**Action item**.
Using the data beneath this instruction, retype only the lines from the one that contains "if let Some(seed)" down to the one that contains "for warning in obfuscated.warnings", both included, exactly as they appear.

╔══

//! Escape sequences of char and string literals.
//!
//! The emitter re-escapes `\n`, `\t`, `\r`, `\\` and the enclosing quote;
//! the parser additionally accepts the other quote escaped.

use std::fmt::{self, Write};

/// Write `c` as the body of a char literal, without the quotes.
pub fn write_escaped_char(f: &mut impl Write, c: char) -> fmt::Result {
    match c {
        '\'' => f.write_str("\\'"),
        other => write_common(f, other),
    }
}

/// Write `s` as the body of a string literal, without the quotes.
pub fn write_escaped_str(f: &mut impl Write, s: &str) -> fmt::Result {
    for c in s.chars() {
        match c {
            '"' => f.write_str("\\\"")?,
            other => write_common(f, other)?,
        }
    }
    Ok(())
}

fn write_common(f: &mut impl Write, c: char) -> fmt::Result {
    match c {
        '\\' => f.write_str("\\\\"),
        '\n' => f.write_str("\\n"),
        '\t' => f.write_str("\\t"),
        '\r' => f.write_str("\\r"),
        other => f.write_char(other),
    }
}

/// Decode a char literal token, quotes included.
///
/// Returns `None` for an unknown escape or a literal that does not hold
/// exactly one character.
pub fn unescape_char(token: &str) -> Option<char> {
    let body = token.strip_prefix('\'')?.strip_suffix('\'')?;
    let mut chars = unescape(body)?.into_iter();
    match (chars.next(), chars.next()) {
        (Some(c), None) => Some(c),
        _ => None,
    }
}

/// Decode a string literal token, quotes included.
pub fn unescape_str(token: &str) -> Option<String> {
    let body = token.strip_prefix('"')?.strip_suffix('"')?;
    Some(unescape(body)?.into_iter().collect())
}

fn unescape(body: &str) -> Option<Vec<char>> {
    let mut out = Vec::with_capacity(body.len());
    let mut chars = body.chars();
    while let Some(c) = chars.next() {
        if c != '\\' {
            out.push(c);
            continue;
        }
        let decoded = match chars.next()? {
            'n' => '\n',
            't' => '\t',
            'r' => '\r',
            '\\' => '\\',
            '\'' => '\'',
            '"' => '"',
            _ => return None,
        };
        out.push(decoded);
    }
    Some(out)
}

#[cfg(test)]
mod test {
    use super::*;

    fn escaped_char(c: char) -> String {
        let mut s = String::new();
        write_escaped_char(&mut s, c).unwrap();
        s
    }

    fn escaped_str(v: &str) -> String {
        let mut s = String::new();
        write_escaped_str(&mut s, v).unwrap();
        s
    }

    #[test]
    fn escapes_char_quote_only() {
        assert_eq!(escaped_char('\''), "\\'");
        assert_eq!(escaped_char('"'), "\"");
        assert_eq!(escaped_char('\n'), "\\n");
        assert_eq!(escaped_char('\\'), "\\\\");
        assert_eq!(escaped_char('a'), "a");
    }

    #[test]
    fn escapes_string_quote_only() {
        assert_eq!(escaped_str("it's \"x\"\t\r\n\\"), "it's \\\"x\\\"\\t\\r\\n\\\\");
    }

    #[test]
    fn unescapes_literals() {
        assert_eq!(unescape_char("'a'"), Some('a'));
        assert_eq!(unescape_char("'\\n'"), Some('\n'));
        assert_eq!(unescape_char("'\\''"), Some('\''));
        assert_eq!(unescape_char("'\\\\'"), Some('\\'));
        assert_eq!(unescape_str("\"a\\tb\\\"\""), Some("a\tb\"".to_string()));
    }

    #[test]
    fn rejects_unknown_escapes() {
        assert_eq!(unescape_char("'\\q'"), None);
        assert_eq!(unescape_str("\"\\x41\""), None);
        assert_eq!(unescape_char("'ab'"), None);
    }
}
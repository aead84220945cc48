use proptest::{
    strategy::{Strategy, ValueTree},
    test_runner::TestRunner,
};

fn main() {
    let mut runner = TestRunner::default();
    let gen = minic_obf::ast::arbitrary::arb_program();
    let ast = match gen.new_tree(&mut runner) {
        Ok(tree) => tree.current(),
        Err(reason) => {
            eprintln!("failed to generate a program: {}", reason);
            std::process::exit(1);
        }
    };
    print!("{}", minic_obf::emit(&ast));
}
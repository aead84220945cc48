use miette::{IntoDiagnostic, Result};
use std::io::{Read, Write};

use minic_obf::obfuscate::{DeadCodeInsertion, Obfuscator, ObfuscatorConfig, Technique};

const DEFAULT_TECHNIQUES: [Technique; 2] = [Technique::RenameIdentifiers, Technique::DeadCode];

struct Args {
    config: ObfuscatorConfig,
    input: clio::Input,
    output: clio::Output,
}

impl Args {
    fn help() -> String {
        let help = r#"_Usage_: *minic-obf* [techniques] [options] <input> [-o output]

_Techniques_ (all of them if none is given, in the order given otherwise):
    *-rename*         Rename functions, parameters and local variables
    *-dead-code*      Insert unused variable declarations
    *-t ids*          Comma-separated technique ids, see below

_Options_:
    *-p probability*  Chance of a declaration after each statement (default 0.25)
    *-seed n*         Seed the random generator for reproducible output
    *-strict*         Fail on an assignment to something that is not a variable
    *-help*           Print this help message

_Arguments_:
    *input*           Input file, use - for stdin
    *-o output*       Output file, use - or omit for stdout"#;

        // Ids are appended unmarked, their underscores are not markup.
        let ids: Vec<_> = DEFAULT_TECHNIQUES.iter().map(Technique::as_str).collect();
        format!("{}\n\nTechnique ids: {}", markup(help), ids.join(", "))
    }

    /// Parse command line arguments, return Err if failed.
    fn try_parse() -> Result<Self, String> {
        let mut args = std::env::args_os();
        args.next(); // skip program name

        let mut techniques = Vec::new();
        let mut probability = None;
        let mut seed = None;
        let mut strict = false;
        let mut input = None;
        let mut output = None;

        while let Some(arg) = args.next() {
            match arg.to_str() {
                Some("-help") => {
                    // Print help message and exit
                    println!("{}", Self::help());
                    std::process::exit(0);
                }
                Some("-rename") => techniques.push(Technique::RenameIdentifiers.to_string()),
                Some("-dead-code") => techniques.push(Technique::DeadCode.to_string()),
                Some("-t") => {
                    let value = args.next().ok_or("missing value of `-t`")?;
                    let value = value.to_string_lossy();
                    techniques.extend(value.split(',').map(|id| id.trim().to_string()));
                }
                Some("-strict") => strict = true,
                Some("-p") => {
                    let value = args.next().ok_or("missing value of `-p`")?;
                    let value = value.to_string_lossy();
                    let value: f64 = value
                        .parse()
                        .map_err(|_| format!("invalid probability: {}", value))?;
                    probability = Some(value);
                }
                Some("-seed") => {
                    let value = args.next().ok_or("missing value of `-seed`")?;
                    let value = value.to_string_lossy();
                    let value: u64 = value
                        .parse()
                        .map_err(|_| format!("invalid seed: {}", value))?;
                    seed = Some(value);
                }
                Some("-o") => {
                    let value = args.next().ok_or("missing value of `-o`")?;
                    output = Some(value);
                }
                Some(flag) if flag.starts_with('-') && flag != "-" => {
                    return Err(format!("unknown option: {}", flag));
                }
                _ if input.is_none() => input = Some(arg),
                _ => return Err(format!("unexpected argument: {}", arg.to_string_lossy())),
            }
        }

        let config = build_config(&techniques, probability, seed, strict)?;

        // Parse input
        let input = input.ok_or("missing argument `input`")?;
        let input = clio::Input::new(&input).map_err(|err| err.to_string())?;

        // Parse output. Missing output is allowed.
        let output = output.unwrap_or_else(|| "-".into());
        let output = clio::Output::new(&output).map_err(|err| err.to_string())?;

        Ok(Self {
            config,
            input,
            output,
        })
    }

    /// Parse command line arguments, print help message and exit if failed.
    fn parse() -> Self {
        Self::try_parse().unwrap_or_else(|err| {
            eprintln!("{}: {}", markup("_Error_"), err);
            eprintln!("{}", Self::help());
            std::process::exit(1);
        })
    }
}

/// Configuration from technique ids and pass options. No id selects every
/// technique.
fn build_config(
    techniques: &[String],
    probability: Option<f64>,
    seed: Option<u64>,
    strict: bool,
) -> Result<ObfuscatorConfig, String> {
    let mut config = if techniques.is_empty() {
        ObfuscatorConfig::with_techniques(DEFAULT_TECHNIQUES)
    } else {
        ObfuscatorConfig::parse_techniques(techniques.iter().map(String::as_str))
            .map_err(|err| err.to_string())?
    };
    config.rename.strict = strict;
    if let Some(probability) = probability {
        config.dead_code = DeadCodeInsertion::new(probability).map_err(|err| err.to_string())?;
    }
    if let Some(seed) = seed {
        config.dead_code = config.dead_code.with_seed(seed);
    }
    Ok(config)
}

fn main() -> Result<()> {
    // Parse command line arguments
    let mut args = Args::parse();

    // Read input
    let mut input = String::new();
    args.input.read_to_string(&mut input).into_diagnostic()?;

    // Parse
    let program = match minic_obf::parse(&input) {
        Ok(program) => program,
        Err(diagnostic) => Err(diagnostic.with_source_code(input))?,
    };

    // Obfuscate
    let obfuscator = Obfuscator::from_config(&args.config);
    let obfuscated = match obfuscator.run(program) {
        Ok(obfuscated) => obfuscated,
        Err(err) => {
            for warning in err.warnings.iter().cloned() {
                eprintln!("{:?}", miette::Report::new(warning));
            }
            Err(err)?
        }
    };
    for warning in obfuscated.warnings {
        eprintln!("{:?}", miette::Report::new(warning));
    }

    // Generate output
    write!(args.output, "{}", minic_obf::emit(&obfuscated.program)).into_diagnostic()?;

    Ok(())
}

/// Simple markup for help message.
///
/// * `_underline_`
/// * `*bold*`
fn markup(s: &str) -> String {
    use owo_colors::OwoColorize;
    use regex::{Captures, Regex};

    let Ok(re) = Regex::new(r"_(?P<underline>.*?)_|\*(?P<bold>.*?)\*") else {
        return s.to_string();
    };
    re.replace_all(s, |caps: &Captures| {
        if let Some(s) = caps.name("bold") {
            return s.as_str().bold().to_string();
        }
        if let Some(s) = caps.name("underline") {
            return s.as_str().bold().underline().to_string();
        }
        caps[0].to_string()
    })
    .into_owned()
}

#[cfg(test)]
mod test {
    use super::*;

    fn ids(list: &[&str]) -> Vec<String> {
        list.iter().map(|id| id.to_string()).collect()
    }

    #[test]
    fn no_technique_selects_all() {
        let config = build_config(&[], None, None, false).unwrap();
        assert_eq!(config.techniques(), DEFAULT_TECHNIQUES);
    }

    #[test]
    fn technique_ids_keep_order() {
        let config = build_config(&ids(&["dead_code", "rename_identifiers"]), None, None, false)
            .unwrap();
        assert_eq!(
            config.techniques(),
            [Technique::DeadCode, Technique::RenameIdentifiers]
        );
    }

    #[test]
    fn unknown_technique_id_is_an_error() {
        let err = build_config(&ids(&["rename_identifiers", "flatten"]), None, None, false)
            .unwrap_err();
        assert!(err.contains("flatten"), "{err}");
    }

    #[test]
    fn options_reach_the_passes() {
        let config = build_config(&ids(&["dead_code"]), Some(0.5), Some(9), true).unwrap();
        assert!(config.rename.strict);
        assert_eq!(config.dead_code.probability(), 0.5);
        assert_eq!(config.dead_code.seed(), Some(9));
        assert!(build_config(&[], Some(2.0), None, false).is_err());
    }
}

╚══

**Solution for this task**.
    if let Some(seed) = seed {
        config.dead_code = config.dead_code.with_seed(seed);
    }
    Ok(config)
}

fn main() -> Result<()> {
    // Parse command line arguments
    let mut args = Args::parse();

    // Read input
    let mut input = String::new();
    args.input.read_to_string(&mut input).into_diagnostic()?;

    // Parse
    let program = match minic_obf::parse(&input) {
        Ok(program) => program,
        Err(diagnostic) => Err(diagnostic.with_source_code(input))?,
    };

    // Obfuscate
    let obfuscator = Obfuscator::from_config(&args.config);
    let obfuscated = match obfuscator.run(program) {
        Ok(obfuscated) => obfuscated,
        Err(err) => {
            for warning in err.warnings.iter().cloned() {
                eprintln!("{:?}", miette::Report::new(warning));
            }
            Err(err)?
        }
    };
    for warning in obfuscated.warnings {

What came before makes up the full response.